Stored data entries
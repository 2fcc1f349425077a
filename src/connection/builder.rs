//! Builder for [`Connection`].

use std::sync::{Arc, atomic::AtomicU32};

use tokio::io::{AsyncRead, AsyncWrite};
use tokio_util::{codec::FramedRead, task::TaskTracker};

use super::{
    Connection,
    Role,
    Shared,
    reader::{BoxedRead, FrameReader},
    shared::SharedParts,
    writer::{BoxedWrite, Writer},
};
use crate::{
    executor::Executor,
    frame::FrameDecoder,
    listener::{RefuseStreams, StreamListener},
    push::{CancelPushes, PushDispatcher, PushObserver},
    settings::{self, Settings},
};

/// Receive window a client advertises by default: 16 MiB.
pub const CLIENT_WINDOW_SIZE: u32 = 16 * 1024 * 1024;

/// Configures and builds a [`Connection`] over a duplex byte channel.
///
/// # Examples
///
/// ```
/// use muxwire::{ConnectionBuilder, Role};
///
/// # #[tokio::main(flavor = "current_thread")]
/// # async fn main() {
/// let (io, _peer) = tokio::io::duplex(64 * 1024);
/// let connection = ConnectionBuilder::new(Role::Client).build(io);
/// assert_eq!(connection.role(), Role::Client);
/// # }
/// ```
pub struct ConnectionBuilder {
    role: Role,
    settings: Settings,
    listener: Arc<dyn StreamListener>,
    push_observer: Arc<dyn PushObserver>,
    tracker: Option<TaskTracker>,
}

impl ConnectionBuilder {
    /// Start a builder for the given role.
    ///
    /// Clients advertise [`CLIENT_WINDOW_SIZE`] as their initial window;
    /// servers start with empty settings. Incoming streams are refused and
    /// pushes canceled until a listener and observer are supplied.
    #[must_use]
    pub fn new(role: Role) -> Self {
        let mut settings = Settings::new();
        if role == Role::Client {
            settings.set(settings::INITIAL_WINDOW_SIZE, CLIENT_WINDOW_SIZE);
        }
        Self {
            role,
            settings,
            listener: Arc::new(RefuseStreams),
            push_observer: Arc::new(CancelPushes),
            tracker: None,
        }
    }

    /// Replace the settings sent when the connection opens.
    #[must_use]
    pub fn settings(mut self, settings: Settings) -> Self {
        self.settings = settings;
        self
    }

    /// Handle streams the peer opens and settings it announces.
    #[must_use]
    pub fn listener(mut self, listener: impl StreamListener) -> Self {
        self.listener = Arc::new(listener);
        self
    }

    /// Observe streams the server pushes. Only consulted by clients.
    #[must_use]
    pub fn push_observer(mut self, observer: impl PushObserver) -> Self {
        self.push_observer = Arc::new(observer);
        self
    }

    /// Track background tasks with `tracker` so callers can await them.
    #[must_use]
    pub fn task_tracker(mut self, tracker: TaskTracker) -> Self {
        self.tracker = Some(tracker);
        self
    }

    /// Build the connection. Nothing is written until [`Connection::open`].
    ///
    /// Must be called from within a tokio runtime.
    #[must_use]
    pub fn build<T>(self, io: T) -> Connection
    where
        T: AsyncRead + AsyncWrite + Send + 'static,
    {
        let (read_half, write_half) = tokio::io::split(io);
        let read_half: BoxedRead = Box::pin(read_half);
        let write_half: BoxedWrite = Box::pin(write_half);

        let local_max_frame_size = Arc::new(AtomicU32::new(self.settings.max_frame_size()));
        let mut decoder = FrameDecoder::with_max_frame_size(
            self.role == Role::Server,
            Arc::clone(&local_max_frame_size),
        );
        decoder.set_max_header_block_size(
            self.settings
                .max_header_list_size(settings::DEFAULT_MAX_HEADER_LIST_SIZE) as usize,
        );
        let reader: FrameReader = FramedRead::new(read_half, decoder);
        let executor = Executor::new(self.tracker.unwrap_or_default());

        let shared = Shared::new(SharedParts {
            role: self.role,
            local_settings: self.settings,
            writer: Writer::new(write_half),
            reader,
            listener: self.listener,
            push: PushDispatcher::new(self.push_observer, executor.clone()),
            executor,
            local_max_frame_size,
        });
        Connection::from_shared(shared)
    }
}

* **Action item**
Could you retype exactly the lines above, starting at the line that contains "Build the connection." and ending at the line that contains "let (read_half, write_half)", and nothing more?

* **Written solution**
    /// Build the connection. Nothing is written until [`Connection::open`].
    ///
    /// Must be called from within a tokio runtime.
    #[must_use]
    pub fn build<T>(self, io: T) -> Connection
    where
        T: AsyncRead + AsyncWrite + Send + 'static,
    {
        let (read_half, write_half) = tokio::io::split(io);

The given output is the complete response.